--- MATERIAL PROVIDED ---
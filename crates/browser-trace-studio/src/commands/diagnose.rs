//! Diagnostic commands: bottlenecks, contention and scaling.

use super::emit::emit;
use super::models::{source_label, BottlenecksArgs, CompareScalingArgs, OutputSettings};
use crate::diagnostics::{
    analyze_contention, analyze_scaling, compare_scaling, detect_bottlenecks_with_context,
    filter_by_severity, render_bottleneck_report, render_contention, render_scaling,
    render_scaling_comparison, DetectionContext,
};
use crate::output::read_profile;
use anyhow::{Context, Result};
use log::info;
use std::path::Path;

/// Execute the bottlenecks command
///
/// **Public** - called from main.rs
pub fn execute_bottlenecks(args: BottlenecksArgs, settings: &OutputSettings) -> Result<()> {
    let profile = read_profile(&args.profile).context("Failed to read profile")?;

    let ctx = DetectionContext::from_profile(&profile)
        .with_extra_base_urls(&settings.config.extensions.base_urls);
    let mut report = detect_bottlenecks_with_context(&profile, &ctx);

    if let Some(min) = args.min_severity.or(settings.config.report.min_severity) {
        let total = report.bottlenecks.len();
        report.bottlenecks = filter_by_severity(&report.bottlenecks, min);
        info!(
            "Showing {} of {} bottleneck(s) at {} severity or above",
            report.bottlenecks.len(),
            total,
            min
        );
    }

    emit(
        settings,
        source_label(&args.profile),
        &report,
        render_bottleneck_report,
    )
}

/// Execute the contention command
pub fn execute_contention(profile_path: &Path, settings: &OutputSettings) -> Result<()> {
    let profile = read_profile(profile_path).context("Failed to read profile")?;
    let analysis = analyze_contention(&profile);
    emit(settings, source_label(profile_path), &analysis, render_contention)
}

/// Execute the scaling command
pub fn execute_scaling(profile_path: &Path, settings: &OutputSettings) -> Result<()> {
    let profile = read_profile(profile_path).context("Failed to read profile")?;
    let analysis = analyze_scaling(&profile);
    emit(settings, source_label(profile_path), &analysis, render_scaling)
}

/// Execute the compare-scaling command
pub fn execute_compare_scaling(args: CompareScalingArgs, settings: &OutputSettings) -> Result<()> {
    let baseline = read_profile(&args.baseline).context("Failed to read baseline profile")?;
    let target = read_profile(&args.target).context("Failed to read target profile")?;

    let comparison = compare_scaling(&baseline, &target);
    let source = format!(
        "{} vs {}",
        source_label(&args.baseline),
        source_label(&args.target)
    );
    emit(settings, source, &comparison, render_scaling_comparison)
}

--- THE TASK ---
Restate all of the material exactly.

--- WRITTEN ANSWER ---
filename crates/browser-trace-studio/src/commands/diagnose.rs
//! Diagnostic commands: bottlenecks, contention and scaling.

use super::emit::emit;
use super::models::{source_label, BottlenecksArgs, CompareScalingArgs, OutputSettings};
use crate::diagnostics::{
    analyze_contention, analyze_scaling, compare_scaling, detect_bottlenecks_with_context,
    filter_by_severity, render_bottleneck_report, render_contention, render_scaling,
    render_scaling_comparison, DetectionContext,
};
use crate::output::read_profile;
use anyhow::{Context, Result};
use log::info;
use std::path::Path;

/// Execute the bottlenecks command
///
/// **Public** - called from main.rs
pub fn execute_bottlenecks(args: BottlenecksArgs, settings: &OutputSettings) -> Result<()> {
    let profile = read_profile(&args.profile).context("Failed to read profile")?;

    let ctx = DetectionContext::from_profile(&profile)
        .with_extra_base_urls(&settings.config.extensions.base_urls);
    let mut report = detect_bottlenecks_with_context(&profile, &ctx);

    if let Some(min) = args.min_severity.or(settings.config.report.min_severity) {
        let total = report.bottlenecks.len();
        report.bottlenecks = filter_by_severity(&report.bottlenecks, min);
        info!(
            "Showing {} of {} bottleneck(s) at {} severity or above",
            report.bottlenecks.len(),
            total,
            min
        );
    }

    emit(
        settings,
        source_label(&args.profile),
        &report,
        render_bottleneck_report,
    )
}

/// Execute the contention command
pub fn execute_contention(profile_path: &Path, settings: &OutputSettings) -> Result<()> {
    let profile = read_profile(profile_path).context("Failed to read profile")?;
    let analysis = analyze_contention(&profile);
    emit(settings, source_label(profile_path), &analysis, render_contention)
}

/// Execute the scaling command
pub fn execute_scaling(profile_path: &Path, settings: &OutputSettings) -> Result<()> {
    let profile = read_profile(profile_path).context("Failed to read profile")?;
    let analysis = analyze_scaling(&profile);
    emit(settings, source_label(profile_path), &analysis, render_scaling)
}

/// Execute the compare-scaling command
pub fn execute_compare_scaling(args: CompareScalingArgs, settings: &OutputSettings) -> Result<()> {
    let baseline = read_profile(&args.baseline).context("Failed to read baseline profile")?;
    let target = read_profile(&args.target).context("Failed to read target profile")?;

    let comparison = compare_scaling(&baseline, &target);
    let source = format!(
        "{} vs {}",
        source_label(&args.baseline),
        source_label(&args.target)
    );
    emit(settings, source, &comparison, render_scaling_comparison)
}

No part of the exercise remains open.